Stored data
⁂
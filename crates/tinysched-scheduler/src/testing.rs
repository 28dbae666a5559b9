//! In-memory cluster and object builders for the scheduler tests

use crate::cluster::ClusterClient;
use crate::error::{Result, SchedulerError};
use async_trait::async_trait;
use k8s_openapi::api::core::v1::{
    Container, Node, NodeStatus, Pod, PodSpec, PodStatus, ResourceRequirements,
};
use k8s_openapi::apimachinery::pkg::api::resource::Quantity;
use k8s_openapi::apimachinery::pkg::apis::meta::v1::{ObjectMeta, Time};
use std::collections::BTreeMap;
use tinysched_core::pod_key;
use tokio::sync::RwLock;

pub(crate) const TEST_SCHEDULER: &str = "tiny-scheduler";

/// A bind call observed by `MockCluster`
#[derive(Debug, Clone, PartialEq, Eq)]
pub(crate) struct BindRecord {
    pub namespace: String,
    pub name: String,
    pub node_name: String,
}

#[derive(Default)]
struct MockState {
    nodes: Vec<Node>,
    pods: Vec<Pod>,
    bindings: Vec<BindRecord>,
    fail_list: bool,
    fail_bind: bool,
    apply_bindings: bool,
}

/// Cluster double whose listings lag binds unless `apply_bindings` is enabled
#[derive(Default)]
pub(crate) struct MockCluster {
    state: RwLock<MockState>,
}

impl MockCluster {
    pub fn new() -> Self {
        Self::default()
    }

    pub async fn add_node(&self, node: Node) {
        self.state.write().await.nodes.push(node);
    }

    pub async fn add_pod(&self, pod: Pod) {
        self.state.write().await.pods.push(pod);
    }

    pub async fn set_list_failure(&self, fail: bool) {
        self.state.write().await.fail_list = fail;
    }

    pub async fn set_bind_failure(&self, fail: bool) {
        self.state.write().await.fail_bind = fail;
    }

    /// Make successful binds immediately visible in `list_pods`
    pub async fn set_apply_bindings(&self, apply: bool) {
        self.state.write().await.apply_bindings = apply;
    }

    pub async fn bindings(&self) -> Vec<BindRecord> {
        self.state.read().await.bindings.clone()
    }
}

#[async_trait]
impl ClusterClient for MockCluster {
    async fn list_nodes(&self) -> Result<Vec<Node>> {
        let state = self.state.read().await;
        if state.fail_list {
            return Err(SchedulerError::observation("mock: list nodes failed"));
        }
        Ok(state.nodes.clone())
    }

    async fn list_pods(&self) -> Result<Vec<Pod>> {
        let state = self.state.read().await;
        if state.fail_list {
            return Err(SchedulerError::observation("mock: list pods failed"));
        }
        Ok(state.pods.clone())
    }

    async fn bind(
        &self,
        namespace: &str,
        name: &str,
        _uid: Option<&str>,
        node_name: &str,
    ) -> Result<()> {
        let mut state = self.state.write().await;
        if state.fail_bind {
            return Err(SchedulerError::bind_failed(
                pod_key(namespace, name),
                node_name,
                "mock: bind rejected",
            ));
        }

        state.bindings.push(BindRecord {
            namespace: namespace.to_string(),
            name: name.to_string(),
            node_name: node_name.to_string(),
        });

        if state.apply_bindings {
            for pod in state.pods.iter_mut() {
                if pod.metadata.namespace.as_deref() == Some(namespace)
                    && pod.metadata.name.as_deref() == Some(name)
                {
                    if let Some(spec) = pod.spec.as_mut() {
                        spec.node_name = Some(node_name.to_string());
                    }
                }
            }
        }

        Ok(())
    }
}

fn quantities(pairs: &[(&str, &str)]) -> BTreeMap<String, Quantity> {
    pairs
        .iter()
        .map(|(k, v)| (k.to_string(), Quantity(v.to_string())))
        .collect()
}

pub(crate) fn make_node(name: &str, cpu: &str, memory: &str) -> Node {
    Node {
        metadata: ObjectMeta {
            name: Some(name.to_string()),
            ..Default::default()
        },
        status: Some(NodeStatus {
            allocatable: Some(quantities(&[
                ("cpu", cpu),
                ("memory", memory),
                ("nvidia.com/gpu", "0"),
            ])),
            ..Default::default()
        }),
        ..Default::default()
    }
}

/// A pending pod for `TEST_SCHEDULER`, created `created_secs` after an arbitrary epoch
pub(crate) fn make_pod(name: &str, cpu: &str, memory: &str, created_secs: i64) -> Pod {
    let created = chrono::DateTime::from_timestamp(1_700_000_000 + created_secs, 0)
        .expect("valid timestamp");

    Pod {
        metadata: ObjectMeta {
            name: Some(name.to_string()),
            namespace: Some("default".to_string()),
            uid: Some(format!("uid-{}", name)),
            creation_timestamp: Some(Time(created)),
            ..Default::default()
        },
        spec: Some(PodSpec {
            scheduler_name: Some(TEST_SCHEDULER.to_string()),
            containers: vec![Container {
                name: "main".to_string(),
                resources: Some(ResourceRequirements {
                    requests: Some(quantities(&[("cpu", cpu), ("memory", memory)])),
                    ..Default::default()
                }),
                ..Default::default()
            }],
            ..Default::default()
        }),
        status: Some(PodStatus {
            phase: Some("Pending".to_string()),
            ..Default::default()
        }),
    }
}

pub(crate) fn with_scheduler(mut pod: Pod, scheduler_name: &str) -> Pod {
    if let Some(spec) = pod.spec.as_mut() {
        spec.scheduler_name = Some(scheduler_name.to_string());
    }
    pod
}

pub(crate) fn with_phase(mut pod: Pod, phase: &str) -> Pod {
    if let Some(status) = pod.status.as_mut() {
        status.phase = Some(phase.to_string());
    }
    pod
}

pub(crate) fn on_node(mut pod: Pod, node_name: &str) -> Pod {
    if let Some(spec) = pod.spec.as_mut() {
        spec.node_name = Some(node_name.to_string());
    }
    pod
}

pub(crate) fn terminating(mut pod: Pod) -> Pod {
    pod.metadata.deletion_timestamp = pod.metadata.creation_timestamp.clone();
    pod
}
⁂
EXERCISE: Repeat each entry exactly as it was given.

SOLUTION FOR THIS TASK:
filename crates/tinysched-scheduler/src/testing.rs
repository 28dbae666a5559b9
//! In-memory cluster and object builders for the scheduler tests

use crate::cluster::ClusterClient;
use crate::error::{Result, SchedulerError};
use async_trait::async_trait;
use k8s_openapi::api::core::v1::{
    Container, Node, NodeStatus, Pod, PodSpec, PodStatus, ResourceRequirements,
};
use k8s_openapi::apimachinery::pkg::api::resource::Quantity;
use k8s_openapi::apimachinery::pkg::apis::meta::v1::{ObjectMeta, Time};
use std::collections::BTreeMap;
use tinysched_core::pod_key;
use tokio::sync::RwLock;

pub(crate) const TEST_SCHEDULER: &str = "tiny-scheduler";

/// A bind call observed by `MockCluster`
#[derive(Debug, Clone, PartialEq, Eq)]
pub(crate) struct BindRecord {
    pub namespace: String,
    pub name: String,
    pub node_name: String,
}

#[derive(Default)]
struct MockState {
    nodes: Vec<Node>,
    pods: Vec<Pod>,
    bindings: Vec<BindRecord>,
    fail_list: bool,
    fail_bind: bool,
    apply_bindings: bool,
}

/// Cluster double whose listings lag binds unless `apply_bindings` is enabled
#[derive(Default)]
pub(crate) struct MockCluster {
    state: RwLock<MockState>,
}

impl MockCluster {
    pub fn new() -> Self {
        Self::default()
    }

    pub async fn add_node(&self, node: Node) {
        self.state.write().await.nodes.push(node);
    }

    pub async fn add_pod(&self, pod: Pod) {
        self.state.write().await.pods.push(pod);
    }

    pub async fn set_list_failure(&self, fail: bool) {
        self.state.write().await.fail_list = fail;
    }

    pub async fn set_bind_failure(&self, fail: bool) {
        self.state.write().await.fail_bind = fail;
    }

    /// Make successful binds immediately visible in `list_pods`
    pub async fn set_apply_bindings(&self, apply: bool) {
        self.state.write().await.apply_bindings = apply;
    }

    pub async fn bindings(&self) -> Vec<BindRecord> {
        self.state.read().await.bindings.clone()
    }
}

#[async_trait]
impl ClusterClient for MockCluster {
    async fn list_nodes(&self) -> Result<Vec<Node>> {
        let state = self.state.read().await;
        if state.fail_list {
            return Err(SchedulerError::observation("mock: list nodes failed"));
        }
        Ok(state.nodes.clone())
    }

    async fn list_pods(&self) -> Result<Vec<Pod>> {
        let state = self.state.read().await;
        if state.fail_list {
            return Err(SchedulerError::observation("mock: list pods failed"));
        }
        Ok(state.pods.clone())
    }

    async fn bind(
        &self,
        namespace: &str,
        name: &str,
        _uid: Option<&str>,
        node_name: &str,
    ) -> Result<()> {
        let mut state = self.state.write().await;
        if state.fail_bind {
            return Err(SchedulerError::bind_failed(
                pod_key(namespace, name),
                node_name,
                "mock: bind rejected",
            ));
        }

        state.bindings.push(BindRecord {
            namespace: namespace.to_string(),
            name: name.to_string(),
            node_name: node_name.to_string(),
        });

        if state.apply_bindings {
            for pod in state.pods.iter_mut() {
                if pod.metadata.namespace.as_deref() == Some(namespace)
                    && pod.metadata.name.as_deref() == Some(name)
                {
                    if let Some(spec) = pod.spec.as_mut() {
                        spec.node_name = Some(node_name.to_string());
                    }
                }
            }
        }

        Ok(())
    }
}

fn quantities(pairs: &[(&str, &str)]) -> BTreeMap<String, Quantity> {
    pairs
        .iter()
        .map(|(k, v)| (k.to_string(), Quantity(v.to_string())))
        .collect()
}

pub(crate) fn make_node(name: &str, cpu: &str, memory: &str) -> Node {
    Node {
        metadata: ObjectMeta {
            name: Some(name.to_string()),
            ..Default::default()
        },
        status: Some(NodeStatus {
            allocatable: Some(quantities(&[
                ("cpu", cpu),
                ("memory", memory),
                ("nvidia.com/gpu", "0"),
            ])),
            ..Default::default()
        }),
        ..Default::default()
    }
}

/// A pending pod for `TEST_SCHEDULER`, created `created_secs` after an arbitrary epoch
pub(crate) fn make_pod(name: &str, cpu: &str, memory: &str, created_secs: i64) -> Pod {
    let created = chrono::DateTime::from_timestamp(1_700_000_000 + created_secs, 0)
        .expect("valid timestamp");

    Pod {
        metadata: ObjectMeta {
            name: Some(name.to_string()),
            namespace: Some("default".to_string()),
            uid: Some(format!("uid-{}", name)),
            creation_timestamp: Some(Time(created)),
            ..Default::default()
        },
        spec: Some(PodSpec {
            scheduler_name: Some(TEST_SCHEDULER.to_string()),
            containers: vec![Container {
                name: "main".to_string(),
                resources: Some(ResourceRequirements {
                    requests: Some(quantities(&[("cpu", cpu), ("memory", memory)])),
                    ..Default::default()
                }),
                ..Default::default()
            }],
            ..Default::default()
        }),
        status: Some(PodStatus {
            phase: Some("Pending".to_string()),
            ..Default::default()
        }),
    }
}

pub(crate) fn with_scheduler(mut pod: Pod, scheduler_name: &str) -> Pod {
    if let Some(spec) = pod.spec.as_mut() {
        spec.scheduler_name = Some(scheduler_name.to_string());
    }
    pod
}

pub(crate) fn with_phase(mut pod: Pod, phase: &str) -> Pod {
    if let Some(status) = pod.status.as_mut() {
        status.phase = Some(phase.to_string());
    }
    pod
}

pub(crate) fn on_node(mut pod: Pod, node_name: &str) -> Pod {
    if let Some(spec) = pod.spec.as_mut() {
        spec.node_name = Some(node_name.to_string());
    }
    pod
}

pub(crate) fn terminating(mut pod: Pod) -> Pod {
    pod.metadata.deletion_timestamp = pod.metadata.creation_timestamp.clone();
    pod
}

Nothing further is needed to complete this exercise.